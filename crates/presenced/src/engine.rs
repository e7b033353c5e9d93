//! The capture/recognition engine.
//!
//! Three long-lived contexts, wired at spawn time:
//!
//! - the capture loop (OS thread): reads camera frames on a fixed tick and
//!   publishes each into the single-slot handoff, never blocking on the
//!   worker;
//! - the recognition worker (OS thread): drains the slot, runs detection,
//!   embedding extraction, and gallery matching (or the enrollment state
//!   machine, depending on mode), and forwards result sets to the
//!   dispatcher;
//! - the dispatcher (OS thread, see [`crate::dispatch`]): owns all
//!   dispatch state and the persistence calls.
//!
//! Analysis always lags display by at least one tick; that is accepted.
//! Cancellation is cooperative: the stop flag is observed between cycles.

use std::sync::atomic::{AtomicBool, Ordering};
use std::sync::{Arc, Mutex, RwLock};
use std::time::Duration;

use thiserror::Error;
use tokio::sync::{broadcast, mpsc, oneshot, watch};

use presence_core::analyzer::{AnalyzerError, FaceAnalyzer, OnnxFaceAnalyzer};
use presence_core::enroll::{CaptureSession, CaptureState, EnrollProgress, SAMPLES_REQUIRED};
use presence_core::gallery::{FirstWithinTolerance, Gallery, Matcher};
use presence_core::pose::PoseClassifier;
use presence_core::{AnnotatedResult, Embedding, RecognitionResult};
use presence_hw::{Camera, CameraError, Frame, FrameSource};

use crate::config::Config;
use crate::dispatch::{DispatchError, DispatchMsg, Dispatcher, EngineEvent};
use crate::handoff::FrameSlot;
use crate::network::NetworkGuard;
use crate::store::{Store, StoreError};

#[derive(Error, Debug)]
pub enum EngineError {
    #[error("camera: {0}")]
    Camera(#[from] CameraError),
    #[error("analyzer: {0}")]
    Analyzer(#[from] AnalyzerError),
    #[error("store: {0}")]
    Store(#[from] StoreError),
    #[error("{0} is in progress")]
    SessionBusy(&'static str),
}

/// Engine activity. Scanning and enrolling are mutually exclusive.
#[derive(Debug, Clone, Copy, PartialEq, Eq)]
pub enum EngineMode {
    Idle,
    Scanning,
    Enrolling,
}

impl EngineMode {
    pub fn as_str(&self) -> &'static str {
        match self {
            EngineMode::Idle => "idle",
            EngineMode::Scanning => "scanning",
            EngineMode::Enrolling => "enrolling",
        }
    }
}

/// State shared between the handle and the engine threads.
struct Shared {
    mode: Mutex<EngineMode>,
    stop: AtomicBool,
    /// Snapshot-swapped gallery: the worker clones the inner `Arc` per
    /// cycle, so a reload never mutates a pass in flight.
    gallery: RwLock<Arc<Gallery>>,
    /// Samples from the last completed enrollment, awaiting SaveEmployee.
    pending_samples: Mutex<Option<Vec<Embedding>>>,
    fallback: Arc<AtomicBool>,
}

/// Clone-safe handle to the engine.
#[derive(Clone)]
pub struct EngineHandle {
    shared: Arc<Shared>,
    store: Arc<Store>,
    dispatch_tx: mpsc::Sender<DispatchMsg>,
    results_rx: watch::Receiver<Vec<AnnotatedResult>>,
    progress_rx: watch::Receiver<EnrollProgress>,
    events_tx: broadcast::Sender<EngineEvent>,
}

- What is expected -
All lines from the top of the data through the line containing "fixed tick and" need to be retyped exactly, and nothing more.

- Solved problem -
filename crates/presenced/src/engine.rs
repository e7b033353c5e9d93
//! The capture/recognition engine.
//!
//! Three long-lived contexts, wired at spawn time:
//!
//! - the capture loop (OS thread): reads camera frames on a fixed tick and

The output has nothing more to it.